Last updated on July 27, 2022
Insurers need proactive management of risks if they are to provide the safety net required by the country’s economy and society at large, says South Africa Reserve Bank (SARB) Governor, Lesetja Kganyago.
“In this regard, strengthening risk management within institutions, as well as our collective thinking on mitigation of emerging risks, will be crucial,” he said.
The Governor made the remarks while delivering the keynote address at the African Insurance Exchange 2022 Annual Insurance Conference on Monday.
“The financial sector as a whole has remained resilient, despite the multiplicity of shocks over the past two years. The Prudential Authority (PA), much like many of you at this conference, remains resolute in contributing to the resurgence, resilience and revival of the insurance sector through clear supervisory guidance and providing regulatory certainty,” said Kganyago.
In this regard, he said the SARB would continue to collaborate with the Financial Sector Conduct Authority and industry associations to enhance the resilience of the sector.
In his address, Kganyago reflected on the major risks that the non-life insurance sector has had to face in recent years, including the unprecedented COVID-19 pandemic, the July 2021 unrest and the damaging floods.

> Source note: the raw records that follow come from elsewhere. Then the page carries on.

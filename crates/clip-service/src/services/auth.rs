//! Authentication service
//!
//! Handles user registration, login, and password changes.

use clip_common::auth::{hash_password, validate_password_strength, verify_password};
use clip_common::AppError;
use clip_core::{DomainError, Snowflake, User};
use tracing::{info, instrument, warn};

use crate::dto::{
    AuthResponse, ChangePasswordRequest, CurrentUserResponse, LoginRequest, RegisterRequest,
};

use super::context::ServiceContext;
use super::error::{ServiceError, ServiceResult};

/// Authentication service
pub struct AuthService<'a> {
    ctx: &'a ServiceContext,
}

impl<'a> AuthService<'a> {
    /// Create a new AuthService
    pub fn new(ctx: &'a ServiceContext) -> Self {
        Self { ctx }
    }

    /// Register a new user
    #[instrument(skip(self, request), fields(username = %request.username))]
    pub async fn register(&self, request: RegisterRequest) -> ServiceResult<AuthResponse> {
        validate_username(&request.username)?;
        validate_password_strength(&request.password).map_err(ServiceError::from)?;

        // Usernames are unique case-insensitively
        if self.ctx.user_repo().username_exists(&request.username).await? {
            return Err(DomainError::UsernameTaken.into());
        }

        let password_hash =
            hash_password(&request.password).map_err(|e| ServiceError::internal(e.to_string()))?;

        let user_id = self.ctx.generate_id();
        let user = User::new(user_id, request.username, request.display_name);

        self.ctx.user_repo().create(&user, &password_hash).await?;

        info!(user_id = %user_id, "User registered successfully");

        let token = self
            .ctx
            .jwt_service()
            .issue_token(user_id)
            .map_err(ServiceError::from)?;

        Ok(AuthResponse::new(
            token.access_token,
            token.expires_in,
            CurrentUserResponse::from(&user),
        ))
    }

    /// Login with username and password
    #[instrument(skip(self, request), fields(username = %request.username))]
    pub async fn login(&self, request: LoginRequest) -> ServiceResult<AuthResponse> {
        let user = self
            .ctx
            .user_repo()
            .find_by_username(&request.username)
            .await?
            .ok_or_else(|| {
                warn!(username = %request.username, "Login failed: user not found");
                ServiceError::App(AppError::InvalidCredentials)
            })?;

        let password_hash = self
            .ctx
            .user_repo()
            .get_password_hash(user.id)
            .await?
            .ok_or_else(|| {
                warn!(user_id = %user.id, "Login failed: no password hash");
                ServiceError::App(AppError::InvalidCredentials)
            })?;

        let is_valid = verify_password(&request.password, &password_hash)
            .map_err(|e| ServiceError::internal(e.to_string()))?;

        if !is_valid {
            warn!(user_id = %user.id, "Login failed: invalid password");
            return Err(ServiceError::App(AppError::InvalidCredentials));
        }

        info!(user_id = %user.id, "User logged in successfully");

        let token = self
            .ctx
            .jwt_service()
            .issue_token(user.id)
            .map_err(ServiceError::from)?;

        Ok(AuthResponse::new(
            token.access_token,
            token.expires_in,
            CurrentUserResponse::from(&user),
        ))
    }

    /// Change the current user's password
    #[instrument(skip(self, request))]
    pub async fn change_password(
        &self,
        user_id: Snowflake,
        request: ChangePasswordRequest,
    ) -> ServiceResult<()> {
        let current_hash = self
            .ctx
            .user_repo()
            .get_password_hash(user_id)
            .await?
            .ok_or_else(|| ServiceError::App(AppError::InvalidCredentials))?;

        let is_valid = verify_password(&request.current_password, &current_hash)
            .map_err(|e| ServiceError::internal(e.to_string()))?;

        if !is_valid {
            warn!(user_id = %user_id, "Password change failed: wrong current password");
            return Err(ServiceError::App(AppError::InvalidCredentials));
        }

        validate_password_strength(&request.new_password).map_err(ServiceError::from)?;

        let new_hash = hash_password(&request.new_password)
            .map_err(|e| ServiceError::internal(e.to_string()))?;

        self.ctx
            .user_repo()
            .update_password(user_id, &new_hash)
            .await?;

        info!(user_id = %user_id, "Password changed");

        Ok(())
    }
}

/// Usernames are 3-32 characters, letters, digits, and underscores only
fn validate_username(username: &str) -> Result<(), DomainError> {
    if username.len() < User::MIN_USERNAME_LEN || username.len() > 32 {
        return Err(DomainError::InvalidUsername(
            "Username must be 3-32 characters".to_string(),
        ));
    }

    if !username
        .chars()
        .all(|c| c.is_ascii_alphanumeric() || c == '_')
    {
        return Err(DomainError::InvalidUsername(
            "Username may only contain letters, digits, and underscores".to_string(),
        ));
    }

    Ok(())
}

#[cfg(test)]
mod tests {
    use super::*;

    #[test]
    fn test_validate_username() {
        assert!(validate_username("alice").is_ok());
        assert!(validate_username("alice_99").is_ok());

        assert!(validate_username("ab").is_err());
        assert!(validate_username(&"a".repeat(33)).is_err());
        assert!(validate_username("alice!").is_err());
        assert!(validate_username("al ice").is_err());
    }
}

On the pandemic, he said the lockdowns brought with them a series of new challenges to the non-life insurance sector and tested the provisions of business interruption insurance.
“The impact of the pandemic on businesses meant a significant increase in claims, which did not relate to physical damage. From a non-life insurance perspective, this was a big challenge that resulted in regulatory uncertainty.
“Due to the various legal interpretations of these business interruption policies, legal certainty had to be provided by the South African courts. It would not be an exaggeration to coin this as a significant misstep in managing insurance risk, which had a significant reputational consequence for the non-life insurance sector,” Kganyago said.
In progressing to obtain legal certainty, a small number of non-life insurers provided interim payments to support struggling sectors.
The Governor said the PA would continue to monitor the payment of business interruption claims. Furthermore, he said the SARB had also observed the total withdrawal of non-physical damage business interruption cover in South Africa, which created a significant insurance protection gap.
July 2021 unrest
Last July, as the country began to recover from the effects of the pandemic, a wave of violent unrest struck KZN and parts of Gauteng. This was characterised by widespread looting of businesses, and the burning and destruction of public facilities and private property.
In this regard, insurance claims in excess of R30 billion were recorded by the South African Special Risks Insurance Association (SASRIA), Kganyago said.
“The non-life insurance sector must be applauded for its collaboration with and support to SASRIA, especially in assisting to expedite the claims process and to ensure economic activity was restored.
“Unfortunately, not all businesses have resumed to full or even partial activity following the riots. Of concern was the significant number of affected businesses that were uninsured or under-insured and many were forced to shut down their operations,” he said.
Some lessons from these events, and which require further work, include:
• improved consumer education initiatives that clearly spell out what is covered and what is excluded under an insurance policy;
• clear proposals to address the insurance and risk protection gap, not only as a sector but also in partnership with government; and
• the development of insurance products and solutions that take into account this changing landscape.
Current economic outlook
The domestic economy experienced rapid growth during 2021, after a sharp contraction in 2020.
The Governor said despite the steep contraction in GDP during the third quarter of 2021 due to the riots in KwaZulu-Natal, the domestic economy grew by 4.9% during 2021.
“GDP growth, which would have surpassed pre-COVID-19 levels in the first quarter of 2022, was hampered by the January and March 2022 floods in KZN, the sharp correction in commodity prices and intensified load-shedding. The SARB forecasts GDP growth of 2% in 2022 and 1.3% in 2023,” he said.
In response, the SARB’s Monetary Policy Committee moved to normalise rates, raising the repo rate by a cumulative 200 basis points since November 2021.
Beyond this, Kganyago said the SARB had in recent years had to deal with operational and information technology risks (including cyber-risk) and climate-related risks and opportunities.